Raising Cl- concentration in cerebellar granule cells affects their excitability and consolidation of vestibulo-ocular phase learning

SEJA, P.; SCHONEWILLE, M.; SPITZMAUL, G.; BADURA, A.; KLEIN, I.; RUDHARD, Y.; WISDEN, W.; HÜBNER, C.A.; DE ZEEUW, C.; JENTSCH, T.J.

New London, NH

Conferencia; Cerebellum: Cerebellum in Health & Disease; 2011

Gordon Research Conferences

Cerebellar cortical throughput involved in motor control comprises granule cells (GCs) and Purkinje cells (PCs), both of which receive inhibitory GABAergic input from interneurons. The GABAergic input to PCs is essential for learning and consolidation of the vestibulo-ocular reflex, but the role of GC excitability remains unclear. We now disrupted the Kcc2 K-Cl cotransporter specifically in either cell type to manipulate their excitability and inhibition by GABAA-receptor Cl_ channels.

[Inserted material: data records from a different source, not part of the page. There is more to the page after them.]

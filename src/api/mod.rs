//
//  rollbar-provider
//  api/mod.rs
//
//  Created by Ngonidzashe Mangudya on 2026/10/19.
//  Copyright (c) 2026 IAMNGONI. All rights reserved.
//

//! # API Client Layer
//!
//! This module provides the HTTP client for the Rollbar REST API
//! (`https://api.rollbar.com/api/1`).
//!
//! ## Architecture
//!
//! - [`client`]: Core HTTP client, response classification and JSON decoding
//! - [`common`]: Shared types (errors, normalized responses, envelopes)
//! - one module per resource family, each exposing a service borrowed from
//!   the client
//!
//! ## Usage
//!
//! ```rust,no_run
//! use rollbar_provider::api::RollbarClient;
//!
//! # async fn run() -> Result<(), rollbar_provider::api::ApiError> {
//! let client = RollbarClient::builder()
//!     .account_token("account-token")
//!     .build()?;
//!
//! let (projects, _response) = client.projects().list().await?;
//! for project in projects.items() {
//!     println!("{:?}", project.name);
//! }
//! # Ok(())
//! # }
//! ```
//!
//! ## Error Handling
//!
//! Every operation returns [`ApiError`]. Status errors keep the normalized
//! [`Response`], so the status code and body stay available to the caller.

/// Core HTTP client wrapper for the Rollbar API.
///
/// Provides the [`RollbarClient`] struct which handles:
/// - Per-request authentication header selection
/// - Request/response serialization
/// - Status code classification
pub mod client;

/// Types shared by every service.
pub mod common;

/// Project access tokens.
pub mod access_tokens;

/// Team invitations.
pub mod invitations;

/// PagerDuty integration and notification rules.
pub mod notifications;

/// Projects.
pub mod projects;

/// Teams, team members and team projects.
pub mod teams;

/// Users.
pub mod users;

pub use client::{check_response, decode_response, redact_url, RollbarClient, RollbarClientBuilder};

pub use common::{ApiError, Envelope, ListEnvelope, Membership, Response};
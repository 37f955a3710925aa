//! Runtime configuration from the environment (and `.env` during development).

use std::path::PathBuf;
use tracing_subscriber::EnvFilter;

use crate::store::SqliteStore;

pub const DEFAULT_MODEL: &str = "gemini-flash";
const DEFAULT_LOG_FILTER: &str = "warn";

#[derive(Debug, thiserror::Error)]
pub enum ConfigError {
    #[error("Invalid value for the environment variable {0}: {1}")]
    InvalidValue(String, String),
}

#[derive(Debug, Clone)]
pub struct Config {
    /// Short model name, resolved by `ai::resolve_model`.
    pub model: String,
    pub db_path: PathBuf,
    pub log_filter: String,
}

impl Config {
    pub fn from_env() -> Result<Self, ConfigError> {
        // Only load from .env in non-test mode to avoid contamination.
        if !cfg!(test) {
            dotenvy::dotenv().ok();
        }
        Self::from_lookup(|key| std::env::var(key).ok())
    }

    fn from_lookup(lookup: impl Fn(&str) -> Option<String>) -> Result<Self, ConfigError> {
        let model = lookup("JOBINTEL_MODEL")
            .filter(|m| !m.trim().is_empty())
            .unwrap_or_else(|| DEFAULT_MODEL.to_string());

        let db_path = lookup("JOBINTEL_DB")
            .filter(|p| !p.trim().is_empty())
            .map(PathBuf::from)
            .unwrap_or_else(SqliteStore::default_path);

        let (var, log_filter) = match lookup("JOBINTEL_LOG") {
            Some(filter) => ("JOBINTEL_LOG", filter),
            None => match lookup("RUST_LOG") {
                Some(filter) => ("RUST_LOG", filter),
                None => ("JOBINTEL_LOG", DEFAULT_LOG_FILTER.to_string()),
            },
        };
        EnvFilter::try_new(&log_filter)
            .map_err(|e| ConfigError::InvalidValue(var.to_string(), e.to_string()))?;

        Ok(Self { model, db_path, log_filter })
    }

    /// Applies command-line overrides.
    pub fn with_overrides(mut self, model: Option<String>, db: Option<PathBuf>) -> Self {
        if let Some(model) = model {
            self.model = model;
        }
        if let Some(db) = db {
            self.db_path = db;
        }
        self
    }

    /// Log file used while the terminal UI owns the screen.
    pub fn log_path(&self) -> PathBuf {
        self.db_path.with_file_name("jobintel.log")
    }
}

Although Kcc2 may have a morphogenic role in synapse development, Kcc2 disruption neither changed synapse density nor spine morphology. In both GCs and PCs, disruption of Kcc2, but not Kcc3, increased [Cl-]i roughly two-fold. The reduced Cl- gradient nearly abolished GABA-induced hyperpolarization in PCs, but in GCs it merely affected excitability by membrane depolarization. Ablation of Kcc2 from GCs impaired consolidation of long-term phase learning of the vestibulo-ocular reflex, whereas baseline performance, short-term gain-decrease learning and gain consolidation remained intact. These functions, however, were affected by disruption of Kcc2 in PCs. GC excitability plays a previously unknown, but specific role in consolidation of phase learning.